The art market has yet to fully coalesce around a single theme or style

Why We’re Not Getting Another Andy Warhol Any Time Soon
A man walks by “Self Portrait” by Andy Warhol during a press preview at Sotheby’s in New York, U.S. (Photographer: Ramin Talaie/Bloomberg)  

(Bloomberg) -- The art market for young artists has been shaky ever since the uncanny rise and precipitous fall of the last batch of bright young things a few years ago. Subsequently, the market has yet to fully coalesce around a single theme or style. 

But it has been consistent about the way  in which art-market stars are discovered. A surprising number of today’s prospects are the products of traditional MFA programs; just as important, they are recipients of museum shows or prestigious fellowships.

See? That $70,000 art degree was worth something.

Why We’re Not Getting Another Andy Warhol Any Time Soon

“I think the market—and the way we look at art—is heavily dependent on the graduate school system,” says Heather Harmon, an art adviser. “It’s been a phenomenon that’s been happening over the last three decades, but recently, in the last few years or so, it’s [become] far more prevalent.”

Pure Pedigree

The closest thing to a scientific study of this phenomenon came about a year ago, when Ben Davis at Artnet published an excellent piece that scrutinized the top 500 contemporary artists at auction over the past 50 years and determined that 53 percent of them had MFAs.

It’s in the more concentrated, younger batch of artists, though, that the emphasis on a “pure” art pedigree becomes particularly pronounced. 

In the past three or four years, there have been increasing “conversations with collectors about museum and institutional support,” says Michael Gillespie, who co-founded the New York gallery, Foxy Production, which represents a range of young artists. “That’s come back as an important factor: Are artists supported by different constituencies, be they critical or commercial?” Before, he continues, “there was this idea that the market dictated everything. That’s changed.”

Why We’re Not Getting Another Andy Warhol Any Time Soon

As proof, look no further than the upcoming November afternoon sale at Phillips in New York. It’s a traditional testing ground for popular young artists whose market dealers and collectors are attempting to turn mainstream: Lesley Vance, who’s represented by the influential Los Angeles gallery David Kordansky, has an MFA from California Institute of the Arts (“CalArts”) and a work up for sale at Phillips that’s estimated from $25,000 to $35,000.

A work by Diana Al-Hadid, an MFA graduate (represented by Chelsea gallery Marianne Boesky) who’s been the subject of four solo shows (PDF) this year, is on offer with an estimate of $20,000 to $30,000.  

Neïl Baloufa, who also went to CalArts, has a solo show planned (PDF) at Paris’s Palais de Tokyo next year; one of his works is up for auction with an estimate of  $5,000 to $7,000. (Another of Beloufa’s pieces from the same series sold last month at Phillips in London for just under $10,000.)

“A collector will buy an emerging artist for $5,000 to $10,000,” says Rachel Uffner, who has a namesake gallery on New York’s Lower East Side. “But to make that leap into something that’s more expensive, the relevance of the work institutionally—and, to a wider audience, internationally—will be important to collectors that want to spend more.”

Not Just At Auction

The majority of transactions takes place on the primary, rather than secondary market, however.
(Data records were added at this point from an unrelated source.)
//! Shared constants for price storage and factor computation

/// Bars required before the daily range factors are defined
pub const DAILY_LOOKBACK: usize = 30;

/// Samples re-materialized ahead of the first unseen intraday timestamp.
/// Must be at least the widest rolling window below.
pub const INTRADAY_LOOKBACK: usize = 270;

/// Trailing window for the Bollinger mean/std
pub const BOLLINGER_WINDOW: usize = 30;

/// Band multipliers, in column order (BB1, BB2, BB3)
pub const BOLLINGER_WIDTHS: [f64; 3] = [1.0, 2.0, 3.0];

/// Trailing windows for the one-step-ahead regression projections
pub const REGRESSION_WINDOWS: [usize; 4] = [10, 30, 90, 270];

/// Index format for daily files
pub const DATE_FORMAT: &str = "%Y%m%d";

/// Index format for intraday files
pub const DATETIME_FORMAT: &str = "%Y%m%d %H%M%S";

/// Header of the index column in every CSV we write
pub const INDEX_HEADER: &str = "Date";

/// Daily factor columns
pub const AVG_RANGE: &str = "AvgRange";
pub const FROG_BOX: &str = "FrogBox";

/// Fallback exchange timezone when the data source does not report one
pub const DEFAULT_EXCHANGE_TZ: &str = "US/Eastern";

/// Environment variable overriding the data root
pub const DATA_DIR_ENV: &str = "PRICEFACTOR_DATA_DIR";

/// Calendar days of minute history the chart API serves, counted back from today
pub const INTRADAY_HISTORY_DAYS: i64 = 29;

/// Longest span of minute bars one chart request may cover
pub const INTRADAY_CHUNK_DAYS: i64 = 7;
To determine whether or not the market trend is really taking place, in other words, it’s crucial to look beyond the November sales. “In these changing times,” Harmon says, “I’ve really started to look at what the next generation of curators is showcasing.”

Why We’re Not Getting Another Andy Warhol Any Time Soon

But even in downtown exhibitions that feel particularly of the moment, such as the New Museum’s "Trigger: Gender as a Tool and a Weapon", the phenomenon persists. Thirteen of the show’s 22 artists who are under the age of 38 (an arbitrary cutoff, but probably the last time any artist could plausibly be referred to as “young”) were graduates of MFA programs. Nearly half of those graduates were products of Yale or Columbia.

The focus on pedigree, Gillespie says, is proof that the art world—and art market—have “sobered up, and gone back to how, I suppose, it had been for a longer period of time.”

Not That Long

There’s irony to this, given that some of the most commercially successful artists of the last 50 years crossed over from other industries.

Andy Warhol, whose art regularly sells for tens of millions of dollars, started out as a commercial illustrator and only first exhibited his art (which initially mostly consisted of drawings of erotic male nudes) when he was in his thirties. Next week, Warhol’s 1986 work Sixty Last Suppers is on sale at Christie’s, with an estimate in the region of $50 million.

Why We’re Not Getting Another Andy Warhol Any Time Soon

Alexander Calder, whose untitled mobile will be up for sale next week at Sotheby’s with an estimate of $3 million to $4 million, went to school for engineering and turned to making art only as something of a fallback.

Jean-Michel Basquiat dropped out of school when he was in 10th grade; his introduction to the art market was via illegally spray-painting buildings in downtown New York. Next week, Sotheby’s will auction three of his works (which carry high estimates of $5 million, $10 million, and $12 million, respectively) while Christie’s will feature a Basquiat painting estimated from $25 million to $35 million.

Unreasonable Expectations

Those artists came of age at a time when there was minimal presumption that contemporary art could be an investment—or, at the very least, a store of value.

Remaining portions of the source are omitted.